Content starts

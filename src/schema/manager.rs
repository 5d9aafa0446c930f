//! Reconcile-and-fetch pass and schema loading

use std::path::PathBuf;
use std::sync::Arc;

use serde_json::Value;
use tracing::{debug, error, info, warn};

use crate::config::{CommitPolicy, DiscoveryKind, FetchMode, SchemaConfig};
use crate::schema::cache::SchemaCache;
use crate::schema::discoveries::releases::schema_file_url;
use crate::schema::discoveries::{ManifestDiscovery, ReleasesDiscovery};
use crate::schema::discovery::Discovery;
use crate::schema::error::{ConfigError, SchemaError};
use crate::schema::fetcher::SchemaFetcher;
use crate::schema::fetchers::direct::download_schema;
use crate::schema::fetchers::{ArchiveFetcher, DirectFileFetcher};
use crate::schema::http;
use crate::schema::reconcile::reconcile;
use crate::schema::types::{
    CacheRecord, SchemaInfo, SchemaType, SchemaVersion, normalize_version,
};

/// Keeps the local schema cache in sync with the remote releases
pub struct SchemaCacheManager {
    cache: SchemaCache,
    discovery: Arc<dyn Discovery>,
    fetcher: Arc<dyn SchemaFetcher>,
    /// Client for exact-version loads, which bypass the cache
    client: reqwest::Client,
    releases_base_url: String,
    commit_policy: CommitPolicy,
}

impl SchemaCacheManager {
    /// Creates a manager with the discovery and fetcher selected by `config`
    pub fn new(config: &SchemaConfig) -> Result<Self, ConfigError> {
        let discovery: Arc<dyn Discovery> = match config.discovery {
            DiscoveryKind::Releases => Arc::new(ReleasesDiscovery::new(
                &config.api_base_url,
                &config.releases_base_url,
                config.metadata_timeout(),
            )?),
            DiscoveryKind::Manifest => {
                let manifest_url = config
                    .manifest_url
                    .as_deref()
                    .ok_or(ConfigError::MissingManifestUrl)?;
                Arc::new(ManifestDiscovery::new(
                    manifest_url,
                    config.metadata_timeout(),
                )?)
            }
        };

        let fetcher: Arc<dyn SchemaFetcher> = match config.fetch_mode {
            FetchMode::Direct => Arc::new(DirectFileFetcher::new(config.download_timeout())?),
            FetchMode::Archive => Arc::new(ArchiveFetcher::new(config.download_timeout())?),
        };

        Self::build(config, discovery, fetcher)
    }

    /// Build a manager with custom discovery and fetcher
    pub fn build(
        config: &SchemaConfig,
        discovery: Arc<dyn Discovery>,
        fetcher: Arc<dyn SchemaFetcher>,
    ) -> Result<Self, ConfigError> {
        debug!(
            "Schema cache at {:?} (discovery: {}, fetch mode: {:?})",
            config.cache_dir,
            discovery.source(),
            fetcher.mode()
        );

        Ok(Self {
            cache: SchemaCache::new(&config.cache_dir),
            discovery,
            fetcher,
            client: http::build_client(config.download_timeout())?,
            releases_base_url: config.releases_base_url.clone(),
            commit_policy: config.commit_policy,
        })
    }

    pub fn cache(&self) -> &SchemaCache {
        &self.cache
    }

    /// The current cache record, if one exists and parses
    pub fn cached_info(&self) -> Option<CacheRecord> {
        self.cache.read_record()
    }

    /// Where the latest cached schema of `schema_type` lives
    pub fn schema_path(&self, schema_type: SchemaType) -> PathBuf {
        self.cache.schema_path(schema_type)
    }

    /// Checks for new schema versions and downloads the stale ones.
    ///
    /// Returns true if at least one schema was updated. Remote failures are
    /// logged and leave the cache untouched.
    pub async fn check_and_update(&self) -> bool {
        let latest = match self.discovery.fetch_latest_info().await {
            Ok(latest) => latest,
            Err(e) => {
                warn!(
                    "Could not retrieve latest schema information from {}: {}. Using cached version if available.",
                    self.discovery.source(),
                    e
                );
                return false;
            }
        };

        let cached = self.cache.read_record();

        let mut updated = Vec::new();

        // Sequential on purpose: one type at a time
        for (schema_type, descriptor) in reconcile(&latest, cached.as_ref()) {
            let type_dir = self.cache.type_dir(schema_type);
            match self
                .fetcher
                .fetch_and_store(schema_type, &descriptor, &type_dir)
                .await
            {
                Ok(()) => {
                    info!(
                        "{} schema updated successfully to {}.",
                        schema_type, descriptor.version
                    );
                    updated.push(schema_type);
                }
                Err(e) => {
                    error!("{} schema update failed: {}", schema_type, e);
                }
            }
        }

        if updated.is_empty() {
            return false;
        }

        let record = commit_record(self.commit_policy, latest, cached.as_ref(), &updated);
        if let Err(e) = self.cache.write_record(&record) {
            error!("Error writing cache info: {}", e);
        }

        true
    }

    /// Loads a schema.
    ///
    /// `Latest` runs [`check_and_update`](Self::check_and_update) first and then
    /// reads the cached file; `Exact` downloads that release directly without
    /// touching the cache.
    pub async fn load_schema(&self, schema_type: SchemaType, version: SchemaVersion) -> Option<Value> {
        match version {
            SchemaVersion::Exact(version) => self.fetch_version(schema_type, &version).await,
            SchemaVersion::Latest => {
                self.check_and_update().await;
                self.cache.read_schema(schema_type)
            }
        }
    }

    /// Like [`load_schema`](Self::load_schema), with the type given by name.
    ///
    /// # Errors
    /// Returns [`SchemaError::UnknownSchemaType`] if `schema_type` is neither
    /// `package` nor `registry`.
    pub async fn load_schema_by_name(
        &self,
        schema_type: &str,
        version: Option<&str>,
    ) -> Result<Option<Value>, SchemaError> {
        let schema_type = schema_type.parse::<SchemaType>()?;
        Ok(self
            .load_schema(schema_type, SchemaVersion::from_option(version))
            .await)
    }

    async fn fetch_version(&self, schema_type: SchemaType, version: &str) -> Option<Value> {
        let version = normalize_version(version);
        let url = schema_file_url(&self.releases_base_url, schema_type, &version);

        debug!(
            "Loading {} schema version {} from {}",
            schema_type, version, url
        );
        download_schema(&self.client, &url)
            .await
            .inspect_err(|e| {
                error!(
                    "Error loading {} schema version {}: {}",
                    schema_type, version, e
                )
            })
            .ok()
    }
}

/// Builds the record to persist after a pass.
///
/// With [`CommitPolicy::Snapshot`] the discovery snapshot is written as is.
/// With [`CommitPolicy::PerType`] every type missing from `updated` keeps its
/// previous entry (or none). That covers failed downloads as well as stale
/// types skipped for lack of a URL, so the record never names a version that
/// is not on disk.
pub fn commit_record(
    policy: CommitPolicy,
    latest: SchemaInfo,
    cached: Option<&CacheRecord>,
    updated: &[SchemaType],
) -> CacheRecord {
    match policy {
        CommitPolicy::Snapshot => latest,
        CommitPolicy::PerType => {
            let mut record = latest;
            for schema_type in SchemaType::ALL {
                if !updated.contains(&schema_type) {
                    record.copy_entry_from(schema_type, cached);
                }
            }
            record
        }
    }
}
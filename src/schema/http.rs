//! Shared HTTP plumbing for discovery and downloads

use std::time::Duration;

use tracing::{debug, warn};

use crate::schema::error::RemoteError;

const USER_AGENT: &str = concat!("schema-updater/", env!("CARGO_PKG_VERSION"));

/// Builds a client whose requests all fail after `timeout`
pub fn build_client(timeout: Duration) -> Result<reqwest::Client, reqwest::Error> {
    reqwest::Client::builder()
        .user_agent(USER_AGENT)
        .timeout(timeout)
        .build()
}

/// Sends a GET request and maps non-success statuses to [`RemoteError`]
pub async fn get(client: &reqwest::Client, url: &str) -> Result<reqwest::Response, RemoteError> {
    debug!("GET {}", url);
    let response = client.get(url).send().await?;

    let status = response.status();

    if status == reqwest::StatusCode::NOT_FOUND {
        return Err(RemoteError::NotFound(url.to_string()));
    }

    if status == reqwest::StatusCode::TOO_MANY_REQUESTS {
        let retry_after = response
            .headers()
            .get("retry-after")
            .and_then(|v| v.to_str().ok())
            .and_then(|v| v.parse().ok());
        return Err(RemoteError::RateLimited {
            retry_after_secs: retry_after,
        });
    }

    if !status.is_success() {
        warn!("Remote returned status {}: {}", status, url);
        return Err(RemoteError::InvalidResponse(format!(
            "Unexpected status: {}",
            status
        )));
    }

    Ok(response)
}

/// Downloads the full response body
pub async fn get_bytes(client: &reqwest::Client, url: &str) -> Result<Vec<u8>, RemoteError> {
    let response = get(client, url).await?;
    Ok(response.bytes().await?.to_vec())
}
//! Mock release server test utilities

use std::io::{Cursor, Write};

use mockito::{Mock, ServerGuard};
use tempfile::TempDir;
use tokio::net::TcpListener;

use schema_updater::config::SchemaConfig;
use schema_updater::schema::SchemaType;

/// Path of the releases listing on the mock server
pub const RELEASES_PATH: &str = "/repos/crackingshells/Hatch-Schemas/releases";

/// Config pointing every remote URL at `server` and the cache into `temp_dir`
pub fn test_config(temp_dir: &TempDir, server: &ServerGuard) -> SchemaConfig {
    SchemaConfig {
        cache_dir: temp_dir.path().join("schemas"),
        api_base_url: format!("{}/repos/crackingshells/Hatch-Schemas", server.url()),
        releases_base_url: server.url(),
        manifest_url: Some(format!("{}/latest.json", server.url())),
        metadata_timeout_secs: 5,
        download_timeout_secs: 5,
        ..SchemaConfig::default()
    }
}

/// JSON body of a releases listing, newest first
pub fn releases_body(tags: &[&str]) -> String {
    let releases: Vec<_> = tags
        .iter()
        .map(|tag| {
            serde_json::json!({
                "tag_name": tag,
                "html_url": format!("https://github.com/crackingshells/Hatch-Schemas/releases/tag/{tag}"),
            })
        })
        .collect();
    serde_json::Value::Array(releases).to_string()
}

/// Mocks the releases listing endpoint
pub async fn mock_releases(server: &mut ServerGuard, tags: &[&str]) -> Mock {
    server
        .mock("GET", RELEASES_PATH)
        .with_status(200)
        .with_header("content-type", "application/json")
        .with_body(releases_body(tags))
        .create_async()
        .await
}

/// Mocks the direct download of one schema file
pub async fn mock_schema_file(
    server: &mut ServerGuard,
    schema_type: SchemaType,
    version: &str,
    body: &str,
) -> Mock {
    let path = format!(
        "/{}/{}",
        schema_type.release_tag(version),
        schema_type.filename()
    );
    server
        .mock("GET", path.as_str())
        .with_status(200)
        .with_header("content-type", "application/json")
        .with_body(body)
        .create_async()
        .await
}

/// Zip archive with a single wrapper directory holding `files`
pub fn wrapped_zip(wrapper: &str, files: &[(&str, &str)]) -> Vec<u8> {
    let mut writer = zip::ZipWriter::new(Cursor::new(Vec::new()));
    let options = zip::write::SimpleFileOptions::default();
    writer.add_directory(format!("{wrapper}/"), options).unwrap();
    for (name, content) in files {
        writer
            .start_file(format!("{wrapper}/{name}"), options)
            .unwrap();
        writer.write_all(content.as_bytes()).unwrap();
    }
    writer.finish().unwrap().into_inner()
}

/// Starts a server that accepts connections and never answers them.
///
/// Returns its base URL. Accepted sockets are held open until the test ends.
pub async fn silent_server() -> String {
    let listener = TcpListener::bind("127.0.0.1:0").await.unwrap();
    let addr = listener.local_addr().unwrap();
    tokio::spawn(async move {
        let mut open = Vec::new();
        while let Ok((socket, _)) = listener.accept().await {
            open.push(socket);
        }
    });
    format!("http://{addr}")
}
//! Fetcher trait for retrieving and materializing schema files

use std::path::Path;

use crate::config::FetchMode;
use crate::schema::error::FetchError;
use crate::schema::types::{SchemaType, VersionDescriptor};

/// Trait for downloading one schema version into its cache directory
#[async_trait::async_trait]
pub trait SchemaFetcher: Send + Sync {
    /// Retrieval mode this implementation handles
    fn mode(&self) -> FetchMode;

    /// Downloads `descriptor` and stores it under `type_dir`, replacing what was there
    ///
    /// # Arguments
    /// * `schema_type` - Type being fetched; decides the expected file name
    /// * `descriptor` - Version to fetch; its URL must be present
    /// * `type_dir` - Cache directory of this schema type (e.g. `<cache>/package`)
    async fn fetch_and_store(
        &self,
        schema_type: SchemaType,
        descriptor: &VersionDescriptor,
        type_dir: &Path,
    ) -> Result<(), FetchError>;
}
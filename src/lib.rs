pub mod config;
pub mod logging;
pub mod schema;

Content ends
Content starts

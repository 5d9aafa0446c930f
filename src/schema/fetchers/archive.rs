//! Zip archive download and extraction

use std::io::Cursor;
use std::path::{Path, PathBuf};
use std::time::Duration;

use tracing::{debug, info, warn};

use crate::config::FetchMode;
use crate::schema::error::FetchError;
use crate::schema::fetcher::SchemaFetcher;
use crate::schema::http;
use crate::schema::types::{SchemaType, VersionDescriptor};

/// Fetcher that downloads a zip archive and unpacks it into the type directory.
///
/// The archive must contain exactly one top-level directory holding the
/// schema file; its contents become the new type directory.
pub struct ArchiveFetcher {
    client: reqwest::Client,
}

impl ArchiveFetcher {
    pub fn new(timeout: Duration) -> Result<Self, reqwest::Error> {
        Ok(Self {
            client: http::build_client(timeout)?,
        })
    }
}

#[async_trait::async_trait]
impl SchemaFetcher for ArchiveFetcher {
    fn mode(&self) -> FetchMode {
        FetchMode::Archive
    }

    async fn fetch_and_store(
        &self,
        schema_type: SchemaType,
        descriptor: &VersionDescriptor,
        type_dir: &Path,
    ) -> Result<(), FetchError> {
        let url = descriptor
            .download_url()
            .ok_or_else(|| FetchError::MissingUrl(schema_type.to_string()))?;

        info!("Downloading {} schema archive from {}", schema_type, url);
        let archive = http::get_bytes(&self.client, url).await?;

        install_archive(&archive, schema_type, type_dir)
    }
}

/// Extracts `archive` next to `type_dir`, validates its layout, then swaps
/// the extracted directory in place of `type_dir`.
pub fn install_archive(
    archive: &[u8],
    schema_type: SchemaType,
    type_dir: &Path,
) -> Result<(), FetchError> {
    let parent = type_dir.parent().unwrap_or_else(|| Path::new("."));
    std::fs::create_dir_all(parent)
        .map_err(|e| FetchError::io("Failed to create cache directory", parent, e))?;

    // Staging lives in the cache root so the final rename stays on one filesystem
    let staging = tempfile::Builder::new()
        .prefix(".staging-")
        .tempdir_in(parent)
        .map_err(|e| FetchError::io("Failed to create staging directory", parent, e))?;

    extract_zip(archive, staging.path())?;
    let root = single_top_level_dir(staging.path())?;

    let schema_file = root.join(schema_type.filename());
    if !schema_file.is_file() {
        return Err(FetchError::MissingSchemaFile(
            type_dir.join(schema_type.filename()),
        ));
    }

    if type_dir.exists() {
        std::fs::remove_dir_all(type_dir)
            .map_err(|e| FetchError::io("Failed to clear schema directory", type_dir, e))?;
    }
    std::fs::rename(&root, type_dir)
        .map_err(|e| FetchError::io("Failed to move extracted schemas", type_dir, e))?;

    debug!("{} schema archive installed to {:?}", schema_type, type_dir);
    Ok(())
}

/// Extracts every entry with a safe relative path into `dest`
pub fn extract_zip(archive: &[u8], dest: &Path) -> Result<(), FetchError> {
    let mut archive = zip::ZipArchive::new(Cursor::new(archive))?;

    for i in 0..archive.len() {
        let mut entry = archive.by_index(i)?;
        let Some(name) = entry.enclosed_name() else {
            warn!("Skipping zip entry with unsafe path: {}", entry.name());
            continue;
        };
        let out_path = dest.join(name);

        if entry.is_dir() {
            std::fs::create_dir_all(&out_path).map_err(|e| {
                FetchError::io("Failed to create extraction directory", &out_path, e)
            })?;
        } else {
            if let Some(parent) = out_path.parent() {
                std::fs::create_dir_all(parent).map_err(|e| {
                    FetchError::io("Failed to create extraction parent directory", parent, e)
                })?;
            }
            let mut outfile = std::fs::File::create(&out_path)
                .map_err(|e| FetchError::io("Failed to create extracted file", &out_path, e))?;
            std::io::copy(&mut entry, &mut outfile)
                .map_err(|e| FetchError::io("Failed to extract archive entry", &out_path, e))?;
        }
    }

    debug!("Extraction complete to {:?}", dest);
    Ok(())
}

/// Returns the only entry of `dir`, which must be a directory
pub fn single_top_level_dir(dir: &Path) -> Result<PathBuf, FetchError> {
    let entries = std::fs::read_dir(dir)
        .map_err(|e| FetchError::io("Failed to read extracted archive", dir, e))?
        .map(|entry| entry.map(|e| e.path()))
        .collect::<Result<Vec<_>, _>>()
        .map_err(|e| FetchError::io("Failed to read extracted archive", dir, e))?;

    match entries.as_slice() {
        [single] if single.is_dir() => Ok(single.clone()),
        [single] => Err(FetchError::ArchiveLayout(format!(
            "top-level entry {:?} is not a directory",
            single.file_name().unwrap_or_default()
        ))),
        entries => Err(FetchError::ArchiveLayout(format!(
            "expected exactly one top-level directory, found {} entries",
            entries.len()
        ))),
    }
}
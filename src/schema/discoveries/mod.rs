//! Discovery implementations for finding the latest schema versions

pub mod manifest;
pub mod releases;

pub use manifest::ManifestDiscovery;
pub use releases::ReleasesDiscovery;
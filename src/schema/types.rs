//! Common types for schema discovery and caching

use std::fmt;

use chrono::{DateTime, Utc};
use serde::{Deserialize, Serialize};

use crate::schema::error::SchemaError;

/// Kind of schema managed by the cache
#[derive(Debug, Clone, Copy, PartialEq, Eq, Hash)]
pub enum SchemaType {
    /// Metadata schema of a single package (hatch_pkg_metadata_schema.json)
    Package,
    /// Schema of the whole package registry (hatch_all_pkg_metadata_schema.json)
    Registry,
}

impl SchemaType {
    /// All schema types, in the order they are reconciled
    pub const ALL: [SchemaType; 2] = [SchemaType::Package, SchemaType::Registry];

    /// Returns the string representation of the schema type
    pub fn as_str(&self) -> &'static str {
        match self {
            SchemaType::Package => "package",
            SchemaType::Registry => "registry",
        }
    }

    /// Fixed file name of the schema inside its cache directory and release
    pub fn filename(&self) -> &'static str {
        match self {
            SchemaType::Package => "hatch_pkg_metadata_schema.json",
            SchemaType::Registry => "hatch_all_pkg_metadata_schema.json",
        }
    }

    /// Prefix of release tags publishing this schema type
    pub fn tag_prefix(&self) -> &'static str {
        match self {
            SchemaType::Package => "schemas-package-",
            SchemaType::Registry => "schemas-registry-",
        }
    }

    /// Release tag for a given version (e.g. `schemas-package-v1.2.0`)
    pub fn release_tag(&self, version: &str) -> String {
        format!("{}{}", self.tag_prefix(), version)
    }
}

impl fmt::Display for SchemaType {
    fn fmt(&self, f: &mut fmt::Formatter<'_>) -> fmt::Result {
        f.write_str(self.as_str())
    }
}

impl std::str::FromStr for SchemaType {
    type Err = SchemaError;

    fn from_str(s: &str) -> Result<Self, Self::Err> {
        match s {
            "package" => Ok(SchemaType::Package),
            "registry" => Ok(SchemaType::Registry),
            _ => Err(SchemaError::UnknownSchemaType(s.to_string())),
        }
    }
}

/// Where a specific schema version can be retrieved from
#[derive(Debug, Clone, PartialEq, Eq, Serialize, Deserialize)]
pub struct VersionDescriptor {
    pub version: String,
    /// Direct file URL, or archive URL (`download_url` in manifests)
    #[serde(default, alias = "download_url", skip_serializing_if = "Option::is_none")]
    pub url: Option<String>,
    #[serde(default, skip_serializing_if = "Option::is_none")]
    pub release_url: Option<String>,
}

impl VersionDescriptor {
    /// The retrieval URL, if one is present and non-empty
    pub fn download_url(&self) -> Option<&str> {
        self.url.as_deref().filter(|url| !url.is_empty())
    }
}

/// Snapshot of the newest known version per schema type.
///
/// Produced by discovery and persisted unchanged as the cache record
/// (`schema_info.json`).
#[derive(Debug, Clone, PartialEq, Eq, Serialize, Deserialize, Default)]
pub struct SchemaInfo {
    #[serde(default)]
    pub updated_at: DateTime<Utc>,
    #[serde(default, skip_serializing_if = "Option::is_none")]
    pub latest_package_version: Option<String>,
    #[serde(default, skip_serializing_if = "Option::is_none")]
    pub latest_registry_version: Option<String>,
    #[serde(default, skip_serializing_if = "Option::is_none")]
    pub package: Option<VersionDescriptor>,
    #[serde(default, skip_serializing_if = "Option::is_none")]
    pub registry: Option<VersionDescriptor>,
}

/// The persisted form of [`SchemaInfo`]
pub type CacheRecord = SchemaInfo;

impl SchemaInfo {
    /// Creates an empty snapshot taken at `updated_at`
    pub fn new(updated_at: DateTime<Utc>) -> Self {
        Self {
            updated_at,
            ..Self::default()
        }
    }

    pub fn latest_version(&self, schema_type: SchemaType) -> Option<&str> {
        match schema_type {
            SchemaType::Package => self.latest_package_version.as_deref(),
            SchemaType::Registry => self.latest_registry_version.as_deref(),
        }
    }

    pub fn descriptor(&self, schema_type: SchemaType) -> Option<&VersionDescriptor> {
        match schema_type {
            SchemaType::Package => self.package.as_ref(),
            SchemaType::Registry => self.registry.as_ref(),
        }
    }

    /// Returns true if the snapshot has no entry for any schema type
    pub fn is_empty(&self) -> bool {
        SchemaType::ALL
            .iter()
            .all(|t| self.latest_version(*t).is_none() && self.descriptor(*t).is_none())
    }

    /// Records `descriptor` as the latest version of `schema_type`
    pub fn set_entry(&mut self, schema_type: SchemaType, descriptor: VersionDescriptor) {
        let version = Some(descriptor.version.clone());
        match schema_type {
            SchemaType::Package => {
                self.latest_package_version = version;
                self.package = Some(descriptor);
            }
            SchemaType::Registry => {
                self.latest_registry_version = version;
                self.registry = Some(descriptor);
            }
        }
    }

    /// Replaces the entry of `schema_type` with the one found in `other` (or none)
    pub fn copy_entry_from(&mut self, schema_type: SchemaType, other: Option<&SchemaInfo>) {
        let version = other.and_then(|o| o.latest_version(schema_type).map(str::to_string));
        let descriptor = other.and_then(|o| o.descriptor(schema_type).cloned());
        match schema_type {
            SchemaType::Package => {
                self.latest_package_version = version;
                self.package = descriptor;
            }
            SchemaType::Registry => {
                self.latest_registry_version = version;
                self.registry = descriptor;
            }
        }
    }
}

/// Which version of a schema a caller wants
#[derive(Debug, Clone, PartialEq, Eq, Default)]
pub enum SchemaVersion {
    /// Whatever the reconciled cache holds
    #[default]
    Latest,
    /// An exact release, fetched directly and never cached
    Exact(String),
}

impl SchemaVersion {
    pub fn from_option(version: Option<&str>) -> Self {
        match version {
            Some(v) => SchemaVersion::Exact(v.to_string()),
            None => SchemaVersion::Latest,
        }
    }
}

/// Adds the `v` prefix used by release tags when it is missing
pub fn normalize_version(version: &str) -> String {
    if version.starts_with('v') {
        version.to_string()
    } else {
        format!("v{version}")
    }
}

Content ends
Content starts

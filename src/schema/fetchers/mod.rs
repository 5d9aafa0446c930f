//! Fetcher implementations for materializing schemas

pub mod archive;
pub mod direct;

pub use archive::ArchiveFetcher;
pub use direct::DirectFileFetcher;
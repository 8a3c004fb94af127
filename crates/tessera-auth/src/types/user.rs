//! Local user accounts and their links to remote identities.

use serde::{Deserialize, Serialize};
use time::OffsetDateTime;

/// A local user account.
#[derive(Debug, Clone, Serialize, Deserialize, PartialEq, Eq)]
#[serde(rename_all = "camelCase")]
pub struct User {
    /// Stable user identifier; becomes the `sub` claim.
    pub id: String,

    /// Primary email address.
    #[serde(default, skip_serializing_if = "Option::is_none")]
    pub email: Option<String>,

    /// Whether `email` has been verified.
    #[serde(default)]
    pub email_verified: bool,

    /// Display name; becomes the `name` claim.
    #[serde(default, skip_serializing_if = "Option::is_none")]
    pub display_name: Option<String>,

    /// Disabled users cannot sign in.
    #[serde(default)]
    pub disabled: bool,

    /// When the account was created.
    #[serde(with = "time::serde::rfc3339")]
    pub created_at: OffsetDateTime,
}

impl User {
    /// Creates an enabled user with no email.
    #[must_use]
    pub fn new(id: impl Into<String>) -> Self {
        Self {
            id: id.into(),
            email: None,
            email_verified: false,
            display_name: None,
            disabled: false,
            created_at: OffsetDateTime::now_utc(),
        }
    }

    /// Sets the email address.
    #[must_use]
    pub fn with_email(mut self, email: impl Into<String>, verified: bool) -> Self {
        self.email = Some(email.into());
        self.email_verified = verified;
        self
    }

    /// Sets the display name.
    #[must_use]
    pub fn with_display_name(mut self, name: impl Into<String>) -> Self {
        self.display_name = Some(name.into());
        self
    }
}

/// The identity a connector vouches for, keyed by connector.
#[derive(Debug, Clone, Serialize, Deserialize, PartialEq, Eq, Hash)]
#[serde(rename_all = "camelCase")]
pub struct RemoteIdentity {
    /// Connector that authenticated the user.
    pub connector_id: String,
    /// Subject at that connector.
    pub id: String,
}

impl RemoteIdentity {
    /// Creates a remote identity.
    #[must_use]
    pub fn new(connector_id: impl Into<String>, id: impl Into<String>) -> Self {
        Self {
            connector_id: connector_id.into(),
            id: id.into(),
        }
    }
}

Content ends

**Your instructions:** Return, from the entries, each line that holds "Duration".

**Exercise solution:**
use std::time::Duration;
pub fn build_client(timeout: Duration) -> Result<reqwest::Client, reqwest::Error> {
use std::time::Duration;
    pub fn new(timeout: Duration) -> Result<Self, reqwest::Error> {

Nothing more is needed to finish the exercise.